HEK-293 cells were transiently transfected with various combinations of KAR (KA-2, GluR5-7) and other ionotropic glutamate receptor (GluR1, NR1) subunits using SuperFect (Promega) transfection system according to the manufacturer's protocol. Two days after the transfection, the cell surface proteins were biotin labelled. Solubilised biotinylated (surface exposed) proteins were separated by streptavidine-agarose beads from intracellular protein components. The presence of glutamate receptor subunits in various fractions were assessed using immunoblotting with subunit specific antibodies to KA-2, GluR6/7, GluR1-4 and NR1. The ß-tubulin content of each fraction was analysed to confirm the integrity of the cells during biotinylation.

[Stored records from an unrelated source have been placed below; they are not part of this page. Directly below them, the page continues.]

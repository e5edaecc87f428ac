//! Repository ports for project and task persistence.

use crate::{
    project::domain::{Project, ProjectId, Task, TaskId},
    team::domain::TeamId,
    user::domain::UserId,
};
use async_trait::async_trait;
use std::sync::Arc;
use thiserror::Error;

/// Result type for project and task repository operations.
pub type ProjectRepositoryResult<T> = Result<T, ProjectRepositoryError>;

/// Project persistence contract.
#[async_trait]
pub trait ProjectRepository: Send + Sync {
    /// Stores a new project.
    ///
    /// # Errors
    ///
    /// Returns [`ProjectRepositoryError::DuplicateProject`] when the ID
    /// already exists.
    async fn store(&self, project: &Project) -> ProjectRepositoryResult<()>;

    /// Persists changes to an existing project.
    ///
    /// # Errors
    ///
    /// Returns [`ProjectRepositoryError::ProjectNotFound`] when the project
    /// does not exist.
    async fn update(&self, project: &Project) -> ProjectRepositoryResult<()>;

    /// Finds a project by identifier.
    ///
    /// Returns `None` when the project does not exist.
    async fn find_by_id(&self, id: ProjectId) -> ProjectRepositoryResult<Option<Project>>;

    /// Returns every project owned by the team, oldest first.
    async fn find_by_team(&self, team_id: TeamId) -> ProjectRepositoryResult<Vec<Project>>;
}

/// Task persistence contract.
#[async_trait]
pub trait TaskRepository: Send + Sync {
    /// Stores a new task.
    ///
    /// # Errors
    ///
    /// Returns [`ProjectRepositoryError::DuplicateTask`] when the ID already
    /// exists.
    async fn store(&self, task: &Task) -> ProjectRepositoryResult<()>;

    /// Persists changes to an existing task.
    ///
    /// # Errors
    ///
    /// Returns [`ProjectRepositoryError::TaskNotFound`] when the task does not
    /// exist.
    async fn update(&self, task: &Task) -> ProjectRepositoryResult<()>;

    /// Finds a task by identifier.
    ///
    /// Returns `None` when the task does not exist.
    async fn find_by_id(&self, id: TaskId) -> ProjectRepositoryResult<Option<Task>>;

    /// Returns every task of the project, subtasks included, oldest first.
    async fn find_by_project(&self, project_id: ProjectId) -> ProjectRepositoryResult<Vec<Task>>;

    /// Returns the subtasks of `parent_id`, oldest first.
    async fn find_subtasks(&self, parent_id: TaskId) -> ProjectRepositoryResult<Vec<Task>>;

    /// Counts unfinished tasks assigned to `assignee` within the given
    /// projects.
    async fn count_open_assigned(
        &self,
        assignee: UserId,
        project_ids: &[ProjectId],
    ) -> ProjectRepositoryResult<usize>;
}

/// Errors returned by project and task repository implementations.
#[derive(Debug, Clone, Error)]
pub enum ProjectRepositoryError {
    /// A project with the same identifier already exists.
    #[error("duplicate project identifier: {0}")]
    DuplicateProject(ProjectId),

    /// The project was not found.
    #[error("project not found: {0}")]
    ProjectNotFound(ProjectId),

    /// A task with the same identifier already exists.
    #[error("duplicate task identifier: {0}")]
    DuplicateTask(TaskId),

    /// The task was not found.
    #[error("task not found: {0}")]
    TaskNotFound(TaskId),

    /// Persistence-layer failure.
    #[error("persistence error: {0}")]
    Persistence(Arc<dyn std::error::Error + Send + Sync>),
}

impl ProjectRepositoryError {
    /// Wraps a persistence error.
    pub fn persistence(err: impl std::error::Error + Send + Sync + 'static) -> Self {
        Self::Persistence(Arc::new(err))
    }
}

Cells transfected with one glutamate receptor subunit alone or in combination with KA-2 produced essentially the same amounts of subunit proteins. None of the streptavidin-agarose isolated biotin-labelled samples contained ß-tubulin, indicating that there was no contamination of the surface exposed protein samples with intracellular proteins. When expressed alone, KA-2 subunit was identified exclusively in intracellular membrane compartments, while this subunit was not detectable on the cell surface. The same pattern of distribution was observed when KA-2 was co-expressed with either NR1 or GluR1 subunits. In contrast, KA-2 was present both on the cell surface and in intracellular compartments when it was co-expressed with either GluR5, GluR6 or GluR7 KAR subunits. When expressed alone, GluR6 and GluR7 subunits showed positive immunoreaction in both surface expressed and intracellular protein fractions with the anti-GluR6/7 antibody. In contrast, the same subunits with an N-terminal myc-tag were only present in the intracellular protein fractions suggesting that the modification of their extracellular domain interfered with the normal assembly and/or cell surface targeting of these subunits.

The cell surface expression of the KA-2 subunit depends on the assembly with other KAR subunits. The modification of the N-terminal domain interfered with the cell surface expression and assembly of GluR6 and GluR7 containing KARs.